Stored data entries
--- START ---

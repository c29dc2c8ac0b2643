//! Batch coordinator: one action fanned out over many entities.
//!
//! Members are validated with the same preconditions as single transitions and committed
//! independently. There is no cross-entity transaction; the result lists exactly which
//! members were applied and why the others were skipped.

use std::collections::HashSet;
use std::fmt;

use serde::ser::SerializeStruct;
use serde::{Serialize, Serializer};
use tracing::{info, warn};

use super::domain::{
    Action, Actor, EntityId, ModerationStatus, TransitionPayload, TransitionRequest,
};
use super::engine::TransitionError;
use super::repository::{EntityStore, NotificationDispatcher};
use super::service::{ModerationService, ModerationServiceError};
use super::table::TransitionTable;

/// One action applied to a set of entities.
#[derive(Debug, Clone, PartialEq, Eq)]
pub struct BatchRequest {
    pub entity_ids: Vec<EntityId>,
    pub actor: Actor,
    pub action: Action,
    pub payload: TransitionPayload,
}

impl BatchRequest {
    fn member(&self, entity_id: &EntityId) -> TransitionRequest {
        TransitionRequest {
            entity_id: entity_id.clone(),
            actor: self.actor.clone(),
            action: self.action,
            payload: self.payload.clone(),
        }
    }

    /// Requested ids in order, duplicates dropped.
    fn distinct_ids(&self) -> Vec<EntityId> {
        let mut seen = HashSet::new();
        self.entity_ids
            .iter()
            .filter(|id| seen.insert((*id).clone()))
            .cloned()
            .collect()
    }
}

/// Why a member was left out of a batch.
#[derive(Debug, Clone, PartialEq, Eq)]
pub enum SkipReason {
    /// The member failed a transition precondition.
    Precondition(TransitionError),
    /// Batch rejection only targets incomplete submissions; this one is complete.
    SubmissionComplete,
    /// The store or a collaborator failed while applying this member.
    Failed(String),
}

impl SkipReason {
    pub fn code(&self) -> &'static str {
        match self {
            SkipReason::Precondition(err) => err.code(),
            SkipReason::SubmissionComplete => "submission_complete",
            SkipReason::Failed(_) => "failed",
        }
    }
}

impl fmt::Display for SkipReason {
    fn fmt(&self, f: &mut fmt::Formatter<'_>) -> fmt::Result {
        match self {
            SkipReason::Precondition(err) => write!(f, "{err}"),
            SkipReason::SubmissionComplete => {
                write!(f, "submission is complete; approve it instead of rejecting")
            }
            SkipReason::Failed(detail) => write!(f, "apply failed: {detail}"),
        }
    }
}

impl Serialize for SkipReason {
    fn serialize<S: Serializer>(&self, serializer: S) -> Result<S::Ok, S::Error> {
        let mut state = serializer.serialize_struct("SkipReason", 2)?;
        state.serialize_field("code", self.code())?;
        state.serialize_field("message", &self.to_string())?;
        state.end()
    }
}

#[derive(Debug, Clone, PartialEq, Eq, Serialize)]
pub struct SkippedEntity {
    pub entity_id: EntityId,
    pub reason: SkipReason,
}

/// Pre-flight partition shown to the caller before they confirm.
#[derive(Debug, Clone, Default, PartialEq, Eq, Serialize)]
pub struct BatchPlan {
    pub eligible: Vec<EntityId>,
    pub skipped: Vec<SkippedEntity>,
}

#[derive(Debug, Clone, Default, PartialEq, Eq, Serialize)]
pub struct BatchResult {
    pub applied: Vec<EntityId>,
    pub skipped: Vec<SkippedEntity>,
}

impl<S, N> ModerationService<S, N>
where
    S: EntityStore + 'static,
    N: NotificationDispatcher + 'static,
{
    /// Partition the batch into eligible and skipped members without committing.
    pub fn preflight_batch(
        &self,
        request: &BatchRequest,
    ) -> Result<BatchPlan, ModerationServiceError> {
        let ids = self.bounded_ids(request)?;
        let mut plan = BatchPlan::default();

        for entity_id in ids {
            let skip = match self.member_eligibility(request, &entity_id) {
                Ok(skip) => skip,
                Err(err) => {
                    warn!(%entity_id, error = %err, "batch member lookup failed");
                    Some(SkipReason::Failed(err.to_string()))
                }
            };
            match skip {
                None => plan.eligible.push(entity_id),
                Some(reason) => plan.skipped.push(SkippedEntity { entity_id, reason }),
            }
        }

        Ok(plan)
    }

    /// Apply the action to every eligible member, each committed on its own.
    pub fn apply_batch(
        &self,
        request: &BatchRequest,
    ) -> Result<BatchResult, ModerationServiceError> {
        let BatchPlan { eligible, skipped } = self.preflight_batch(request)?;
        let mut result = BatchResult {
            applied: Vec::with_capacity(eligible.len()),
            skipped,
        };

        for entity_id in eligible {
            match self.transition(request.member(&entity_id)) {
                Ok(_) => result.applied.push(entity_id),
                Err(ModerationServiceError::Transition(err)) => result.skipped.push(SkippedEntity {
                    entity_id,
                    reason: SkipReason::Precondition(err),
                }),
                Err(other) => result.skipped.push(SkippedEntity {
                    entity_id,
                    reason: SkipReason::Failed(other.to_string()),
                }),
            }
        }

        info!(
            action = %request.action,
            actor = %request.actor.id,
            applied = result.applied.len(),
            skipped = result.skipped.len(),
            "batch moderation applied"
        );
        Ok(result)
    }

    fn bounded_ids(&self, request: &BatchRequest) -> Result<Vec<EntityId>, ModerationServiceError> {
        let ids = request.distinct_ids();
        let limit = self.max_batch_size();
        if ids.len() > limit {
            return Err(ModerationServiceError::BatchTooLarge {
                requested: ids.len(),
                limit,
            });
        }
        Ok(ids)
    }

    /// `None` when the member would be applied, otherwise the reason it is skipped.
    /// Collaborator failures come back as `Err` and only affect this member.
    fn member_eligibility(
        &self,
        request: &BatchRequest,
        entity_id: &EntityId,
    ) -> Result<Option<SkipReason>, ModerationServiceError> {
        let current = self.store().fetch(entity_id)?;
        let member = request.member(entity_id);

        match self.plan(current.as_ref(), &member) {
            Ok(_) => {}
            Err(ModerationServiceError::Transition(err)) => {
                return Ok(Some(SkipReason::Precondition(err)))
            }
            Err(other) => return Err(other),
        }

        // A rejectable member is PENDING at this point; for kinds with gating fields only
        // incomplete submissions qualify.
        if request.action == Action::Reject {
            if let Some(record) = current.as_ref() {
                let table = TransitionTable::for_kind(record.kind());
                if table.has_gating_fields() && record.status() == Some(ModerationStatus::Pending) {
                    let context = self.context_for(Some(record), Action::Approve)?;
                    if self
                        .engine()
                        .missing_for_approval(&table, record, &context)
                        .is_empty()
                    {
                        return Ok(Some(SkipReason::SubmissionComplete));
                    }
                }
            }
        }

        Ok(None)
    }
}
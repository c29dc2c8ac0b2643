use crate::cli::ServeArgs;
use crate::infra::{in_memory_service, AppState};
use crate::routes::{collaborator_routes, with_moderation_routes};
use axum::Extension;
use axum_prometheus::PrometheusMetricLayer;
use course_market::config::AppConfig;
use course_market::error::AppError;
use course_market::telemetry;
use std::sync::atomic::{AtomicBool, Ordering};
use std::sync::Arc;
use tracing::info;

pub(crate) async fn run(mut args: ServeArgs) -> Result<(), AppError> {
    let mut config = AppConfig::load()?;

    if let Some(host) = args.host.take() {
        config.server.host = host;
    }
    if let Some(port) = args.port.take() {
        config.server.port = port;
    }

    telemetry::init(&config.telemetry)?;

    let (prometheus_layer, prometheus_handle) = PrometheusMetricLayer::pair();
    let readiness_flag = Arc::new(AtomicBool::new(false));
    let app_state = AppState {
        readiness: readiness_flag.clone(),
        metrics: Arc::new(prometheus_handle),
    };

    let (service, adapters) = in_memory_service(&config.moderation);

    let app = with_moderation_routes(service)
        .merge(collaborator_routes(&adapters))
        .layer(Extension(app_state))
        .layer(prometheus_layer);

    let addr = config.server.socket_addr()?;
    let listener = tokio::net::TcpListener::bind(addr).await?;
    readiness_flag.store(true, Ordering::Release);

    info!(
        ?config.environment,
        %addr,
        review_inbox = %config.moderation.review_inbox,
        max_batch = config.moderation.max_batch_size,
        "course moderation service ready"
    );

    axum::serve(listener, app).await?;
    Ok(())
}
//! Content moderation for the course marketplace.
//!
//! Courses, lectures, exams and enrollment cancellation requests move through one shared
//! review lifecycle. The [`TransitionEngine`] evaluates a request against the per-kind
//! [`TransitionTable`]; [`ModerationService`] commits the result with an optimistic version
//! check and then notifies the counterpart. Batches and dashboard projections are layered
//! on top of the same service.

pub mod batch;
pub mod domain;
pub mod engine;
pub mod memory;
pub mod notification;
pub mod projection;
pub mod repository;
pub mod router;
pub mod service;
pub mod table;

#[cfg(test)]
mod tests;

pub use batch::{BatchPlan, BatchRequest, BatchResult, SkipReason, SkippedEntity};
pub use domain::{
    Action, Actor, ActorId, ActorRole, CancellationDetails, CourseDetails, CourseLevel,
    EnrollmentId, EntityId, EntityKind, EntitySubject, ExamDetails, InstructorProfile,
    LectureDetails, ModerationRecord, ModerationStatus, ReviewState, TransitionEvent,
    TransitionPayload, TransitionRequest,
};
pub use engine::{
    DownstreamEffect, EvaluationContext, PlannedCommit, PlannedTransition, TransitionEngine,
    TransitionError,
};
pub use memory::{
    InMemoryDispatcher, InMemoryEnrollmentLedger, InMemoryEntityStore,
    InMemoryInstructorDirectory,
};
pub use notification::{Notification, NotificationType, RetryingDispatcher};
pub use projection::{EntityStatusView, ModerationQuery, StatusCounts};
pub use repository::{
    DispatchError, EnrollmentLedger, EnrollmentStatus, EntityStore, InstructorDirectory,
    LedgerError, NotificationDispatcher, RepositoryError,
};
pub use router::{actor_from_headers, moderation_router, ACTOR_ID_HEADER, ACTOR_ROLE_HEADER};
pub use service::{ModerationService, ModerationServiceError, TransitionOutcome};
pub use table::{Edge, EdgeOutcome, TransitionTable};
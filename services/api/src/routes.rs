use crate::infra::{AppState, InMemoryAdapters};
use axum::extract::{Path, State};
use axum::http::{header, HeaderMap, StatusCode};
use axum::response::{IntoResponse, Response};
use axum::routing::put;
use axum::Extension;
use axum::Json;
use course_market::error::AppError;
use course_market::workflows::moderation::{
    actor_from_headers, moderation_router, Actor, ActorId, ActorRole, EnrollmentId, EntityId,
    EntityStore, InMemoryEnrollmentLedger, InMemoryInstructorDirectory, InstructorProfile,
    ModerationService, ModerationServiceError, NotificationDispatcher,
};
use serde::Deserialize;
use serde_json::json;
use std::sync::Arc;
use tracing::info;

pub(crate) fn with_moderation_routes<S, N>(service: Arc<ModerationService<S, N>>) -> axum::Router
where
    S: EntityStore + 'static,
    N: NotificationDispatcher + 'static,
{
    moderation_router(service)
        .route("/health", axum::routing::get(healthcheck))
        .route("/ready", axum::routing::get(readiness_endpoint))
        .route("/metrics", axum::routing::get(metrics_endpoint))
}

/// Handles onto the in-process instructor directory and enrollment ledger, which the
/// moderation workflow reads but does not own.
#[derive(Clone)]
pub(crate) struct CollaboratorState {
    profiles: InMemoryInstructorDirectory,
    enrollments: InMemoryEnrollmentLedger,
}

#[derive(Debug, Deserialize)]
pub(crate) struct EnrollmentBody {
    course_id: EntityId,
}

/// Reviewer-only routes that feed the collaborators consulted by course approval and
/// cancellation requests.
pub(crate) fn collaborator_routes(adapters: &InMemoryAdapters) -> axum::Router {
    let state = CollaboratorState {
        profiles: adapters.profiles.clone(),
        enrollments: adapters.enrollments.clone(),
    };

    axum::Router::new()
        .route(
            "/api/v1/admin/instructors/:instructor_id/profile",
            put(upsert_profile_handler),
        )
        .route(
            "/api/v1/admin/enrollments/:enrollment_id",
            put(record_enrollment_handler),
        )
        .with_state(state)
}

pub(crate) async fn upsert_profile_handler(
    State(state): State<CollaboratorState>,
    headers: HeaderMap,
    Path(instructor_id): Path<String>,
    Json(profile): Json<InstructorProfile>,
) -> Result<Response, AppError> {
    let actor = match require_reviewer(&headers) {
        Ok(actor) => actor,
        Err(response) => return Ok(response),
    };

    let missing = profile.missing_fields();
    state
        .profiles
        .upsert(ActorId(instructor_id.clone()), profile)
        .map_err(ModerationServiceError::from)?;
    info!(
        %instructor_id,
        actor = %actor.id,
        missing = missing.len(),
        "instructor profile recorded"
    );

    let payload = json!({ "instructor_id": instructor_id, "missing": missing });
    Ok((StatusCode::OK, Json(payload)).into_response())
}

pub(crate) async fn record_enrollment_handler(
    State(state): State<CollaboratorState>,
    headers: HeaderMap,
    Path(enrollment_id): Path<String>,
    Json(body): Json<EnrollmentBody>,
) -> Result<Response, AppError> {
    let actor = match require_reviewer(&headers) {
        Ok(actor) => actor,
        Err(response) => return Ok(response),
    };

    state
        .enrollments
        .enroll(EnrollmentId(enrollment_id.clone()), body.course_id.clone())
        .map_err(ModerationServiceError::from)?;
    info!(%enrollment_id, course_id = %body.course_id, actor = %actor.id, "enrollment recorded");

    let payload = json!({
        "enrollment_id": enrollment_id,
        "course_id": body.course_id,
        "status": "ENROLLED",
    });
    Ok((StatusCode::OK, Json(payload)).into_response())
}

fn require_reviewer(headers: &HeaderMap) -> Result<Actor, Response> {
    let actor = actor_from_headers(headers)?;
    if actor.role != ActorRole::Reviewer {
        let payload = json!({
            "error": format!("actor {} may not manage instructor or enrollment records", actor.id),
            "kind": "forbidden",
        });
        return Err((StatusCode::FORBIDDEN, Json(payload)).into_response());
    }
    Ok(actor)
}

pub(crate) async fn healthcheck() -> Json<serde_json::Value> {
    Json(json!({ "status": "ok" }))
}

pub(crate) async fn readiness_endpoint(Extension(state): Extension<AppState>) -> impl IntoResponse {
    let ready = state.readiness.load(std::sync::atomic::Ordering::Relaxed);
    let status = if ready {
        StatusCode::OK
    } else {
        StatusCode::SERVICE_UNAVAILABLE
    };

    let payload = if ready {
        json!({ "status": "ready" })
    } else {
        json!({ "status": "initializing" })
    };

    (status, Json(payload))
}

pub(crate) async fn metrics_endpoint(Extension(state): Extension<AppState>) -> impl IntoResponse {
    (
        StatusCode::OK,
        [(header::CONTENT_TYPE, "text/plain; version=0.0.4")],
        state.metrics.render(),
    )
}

--- END ---

Every line above that holds the word "ready" should be copied out.

        "course moderation service ready"
        .route("/ready", axum::routing::get(readiness_endpoint))
    let ready = state.readiness.load(std::sync::atomic::Ordering::Relaxed);
    let status = if ready {
    let payload = if ready {
        json!({ "status": "ready" })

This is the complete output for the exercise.